* [Exercise description]:
Going line by line through the data below, how many lines contain the word "return"? Give only the number.

* [Records for processing]:
use std::io::ErrorKind;
use std::path::PathBuf;

use tracing::{debug, info};

use super::{create_parent_dir, RecordStorage, StorageError};
use crate::store::RecordBook;

/// Stores the record book as pretty-printed JSON:
///
/// ```json
/// { "persons": [ { "name": "Alice Tan", "phone": "91234567", "level": "Sec 3",
///                  "class_groups": ["Math"],
///                  "assignments": [ { "name": "hw1", "class_group": "Math", "marked": false } ] } ] }
/// ```
#[derive(Debug, Clone)]
pub struct JsonRecordStorage {
    path: PathBuf,
}

impl JsonRecordStorage {
    pub fn open(path: impl Into<PathBuf>) -> Self {
        Self { path: path.into() }
    }
}

impl RecordStorage for JsonRecordStorage {
    fn read(&self) -> Result<Option<RecordBook>, StorageError> {
        let text = match std::fs::read_to_string(&self.path) {
            Ok(text) => text,
            Err(e) if e.kind() == ErrorKind::NotFound => {
                debug!(path = %self.path.display(), "No data file yet");
                return Ok(None);
            }
            Err(source) => {
                return Err(StorageError::Io {
                    path: self.path.clone(),
                    source,
                })
            }
        };

        let book: RecordBook = serde_json::from_str(&text).map_err(|source| StorageError::Json {
            path: self.path.clone(),
            source,
        })?;
        info!(path = %self.path.display(), students = book.persons().len(), "Loaded record book");
        Ok(Some(book))
    }

    fn save(&self, book: &RecordBook) -> Result<(), StorageError> {
        create_parent_dir(&self.path)?;
        let text = serde_json::to_string_pretty(book).map_err(|source| StorageError::Json {
            path: self.path.clone(),
            source,
        })?;
        std::fs::write(&self.path, text).map_err(|source| StorageError::Io {
            path: self.path.clone(),
            source,
        })?;
        debug!(path = %self.path.display(), "Saved record book");
        Ok(())
    }
}
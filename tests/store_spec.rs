use classbook::models::{Assignment, ClassGroup, Level, Name, Person, Phone};
use classbook::store::{Model, PersonPredicate, RecordBook, StoreError, VersionError, VersionManager};
use im::OrdSet;
use speculate2::speculate;

fn class(name: &str) -> ClassGroup {
    ClassGroup::parse(name).expect("valid class")
}

fn student(name: &str, phone: &str, level: &str, classes: &[&str]) -> Person {
    Person::new(
        Name::parse(name).expect("valid name"),
        Phone::parse(phone).expect("valid phone"),
        Level::parse(level).expect("valid level"),
        classes.iter().map(|c| class(c)).collect(),
        OrdSet::new(),
    )
}

speculate! {
    describe "person identity" {
        it "separates same-identity from full equality" {
            let a = student("Alice", "911", "Sec 3", &["Math"]);
            let b = student("Alice", "911", "Sec 4", &["Art"]);

            assert!(a.is_same_person(&b));
            assert_ne!(a, b);
        }

        it "does not treat a different phone as the same student" {
            let a = student("Alice", "911", "Sec 3", &[]);
            let b = student("Alice", "922", "Sec 3", &[]);
            assert!(!a.is_same_person(&b));
        }
    }

    describe "assignment marking" {
        before {
            let hw1 = Assignment::parse("HW1", class("Math")).expect("valid assignment");
        }

        it "is idempotent in both directions" {
            assert_eq!(hw1.marked().marked(), hw1.marked());
            assert!(hw1.marked().marked().is_marked());
            assert!(!hw1.unmarked().unmarked().is_marked());
        }

        it "restores an unmarked element with the same name" {
            let restored = hw1.marked().unmarked();
            assert_eq!(restored, hw1);
            assert_eq!(restored.name(), "hw1");
            assert!(!restored.is_marked());
        }
    }

    describe "model" {
        before {
            let mut model = Model::new(
                RecordBook::from_persons(vec![
                    student("Alice", "911", "Sec 3", &["Math"]),
                    student("Bob", "922", "Sec 3", &["Art"]),
                ])
                .expect("no duplicates"),
            );
        }

        it "rejects an identity duplicate" {
            let result = model.add_person(student("Alice", "911", "Sec 4", &[]));
            assert_eq!(result, Err(StoreError::DuplicatePerson));
            assert_eq!(model.record_book().persons().len(), 2);
        }

        it "reports a missing target" {
            let ghost = student("Ghost", "999", "Sec 1", &[]);
            assert_eq!(model.delete_person(&ghost), Err(StoreError::PersonNotFound));
        }

        it "drops an edited student that no longer matches the filter" {
            model.update_filtered_persons(PersonPredicate::InClassGroup(class("math")));
            let alice = model.filtered_persons()[0].clone();

            model
                .set_person(&alice, alice.with_class_groups(OrdSet::unit(class("Art"))))
                .expect("replace");

            assert!(model.filtered_persons().is_empty());
            assert_eq!(model.record_book().persons().len(), 2);
        }

        it "keeps the class registry in step with enrolments" {
            assert!(model.record_book().has_class_group(&class("MATH")));
            let bob = model.filtered_persons()[1].clone();

            model.delete_person(&bob).expect("delete");

            assert!(!model.record_book().has_class_group(&class("Art")));
        }

        it "applies a batch of replacements all or nothing" {
            let alice = model.filtered_persons()[0].clone();
            let ghost = student("Ghost", "999", "Sec 1", &[]);
            let batch = vec![
                (alice.clone(), alice.with_level(Level::parse("Sec 4").expect("valid"))),
                (ghost.clone(), ghost.with_level(Level::parse("Sec 2").expect("valid"))),
            ];

            assert_eq!(model.set_persons(batch), Err(StoreError::PersonNotFound));
            assert_eq!(model.filtered_persons()[0], alice);
        }

        it "shows everyone after undo" {
            let alice = model.filtered_persons()[0].clone();
            model.delete_person(&alice).expect("delete");
            model.commit();
            model.update_filtered_persons(PersonPredicate::InClassGroup(class("Art")));

            model.undo().expect("undo");

            assert_eq!(model.predicate(), &PersonPredicate::ShowAll);
            assert_eq!(model.filtered_persons().len(), 2);
        }
    }

    describe "version manager" {
        before {
            let mut versions = VersionManager::new(0);
        }

        it "cannot undo the initial state" {
            assert_eq!(versions.undo(), Err(VersionError::NoPreviousVersion));
            assert_eq!(versions.redo(), Err(VersionError::NoUndoneVersion));
        }

        it "undoes n commits back to the start and redoes them" {
            for n in 1..=4 {
                versions.commit(n);
            }
            for _ in 0..4 {
                versions.undo().expect("undo");
            }
            assert_eq!(versions.current(), &0);
            for _ in 0..4 {
                versions.redo().expect("redo");
            }
            assert_eq!(versions.current(), &4);
        }

        it "clears redo on commit" {
            versions.commit(1);
            versions.undo().expect("undo");
            versions.commit(2);

            assert!(!versions.can_redo());
            assert_eq!(versions.redo(), Err(VersionError::NoUndoneVersion));
        }
    }
}
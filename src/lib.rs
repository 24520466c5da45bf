//! Command-driven record manager for students, the class groups they attend
//! and the assignments set in each class.

pub mod commands;
pub mod config;
pub mod error;
pub mod history;
pub mod index;
pub mod logic;
pub mod models;
pub mod parser;
pub mod sample;
pub mod storage;
pub mod store;

pub use error::{Error, Result};
pub use logic::Logic;
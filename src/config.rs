use std::path::PathBuf;

use thiserror::Error;

use crate::history::DEFAULT_CAPACITY;

pub const ENV_DATA_FILE: &str = "CLASSBOOK_DATA_FILE";
pub const ENV_HISTORY_FILE: &str = "CLASSBOOK_HISTORY_FILE";
pub const ENV_HISTORY_CAPACITY: &str = "CLASSBOOK_HISTORY_CAPACITY";

#[derive(Debug, Error, PartialEq, Eq)]
pub enum ConfigError {
    #[error("Could not determine data directory")]
    NoDataDir,

    #[error("CLASSBOOK_HISTORY_CAPACITY must be a positive integer, got {0:?}")]
    InvalidHistoryCapacity(String),
}

/// Where the record book and history live, and how much history to keep.
#[derive(Debug, Clone, PartialEq, Eq)]
pub struct Config {
    pub data_file: PathBuf,
    pub history_file: PathBuf,
    pub history_capacity: usize,
}

impl Config {
    /// Reads the `CLASSBOOK_*` variables, falling back to the platform data
    /// directory.
    pub fn from_env() -> Result<Self, ConfigError> {
        Self::from_lookup(|key| std::env::var(key).ok())
    }

    /// Like [`from_env`](Self::from_env) with an injectable variable source.
    pub fn from_lookup(lookup: impl Fn(&str) -> Option<String>) -> Result<Self, ConfigError> {
        let data_file = lookup(ENV_DATA_FILE).map(PathBuf::from);
        let history_file = lookup(ENV_HISTORY_FILE).map(PathBuf::from);

        let history_capacity = match lookup(ENV_HISTORY_CAPACITY) {
            Some(raw) => raw
                .trim()
                .parse::<usize>()
                .ok()
                .filter(|n| *n > 0)
                .ok_or(ConfigError::InvalidHistoryCapacity(raw))?,
            None => DEFAULT_CAPACITY,
        };

        let (data_file, history_file) = match (data_file, history_file) {
            (Some(data), Some(history)) => (data, history),
            (data, history) => {
                let dirs = directories::ProjectDirs::from("", "", "classbook")
                    .ok_or(ConfigError::NoDataDir)?;
                let data_dir = dirs.data_dir();
                (
                    data.unwrap_or_else(|| data_dir.join("classbook.json")),
                    history.unwrap_or_else(|| data_dir.join("history.txt")),
                )
            }
        };

        Ok(Self {
            data_file,
            history_file,
            history_capacity,
        })
    }
}

#[cfg(test)]
mod tests {
    use std::collections::HashMap;

    use super::*;

    fn lookup(vars: &[(&str, &str)]) -> impl Fn(&str) -> Option<String> {
        let vars: HashMap<String, String> = vars
            .iter()
            .map(|(k, v)| (k.to_string(), v.to_string()))
            .collect();
        move |key| vars.get(key).cloned()
    }

    #[test]
    fn test_explicit_paths() {
        let config = Config::from_lookup(lookup(&[
            (ENV_DATA_FILE, "/tmp/book.json"),
            (ENV_HISTORY_FILE, "/tmp/history.txt"),
            (ENV_HISTORY_CAPACITY, "10"),
        ]))
        .unwrap();

        assert_eq!(config.data_file, PathBuf::from("/tmp/book.json"));
        assert_eq!(config.history_file, PathBuf::from("/tmp/history.txt"));
        assert_eq!(config.history_capacity, 10);
    }

    #[test]
    fn test_default_capacity() {
        let config = Config::from_lookup(lookup(&[
            (ENV_DATA_FILE, "a.json"),
            (ENV_HISTORY_FILE, "h.txt"),
        ]))
        .unwrap();
        assert_eq!(config.history_capacity, DEFAULT_CAPACITY);
    }

    #[test]
    fn test_bad_capacity() {
        let result = Config::from_lookup(lookup(&[
            (ENV_DATA_FILE, "a.json"),
            (ENV_HISTORY_FILE, "h.txt"),
            (ENV_HISTORY_CAPACITY, "0"),
        ]));
        assert_eq!(
            result,
            Err(ConfigError::InvalidHistoryCapacity("0".to_string()))
        );
    }
}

* [Output for this task]:
2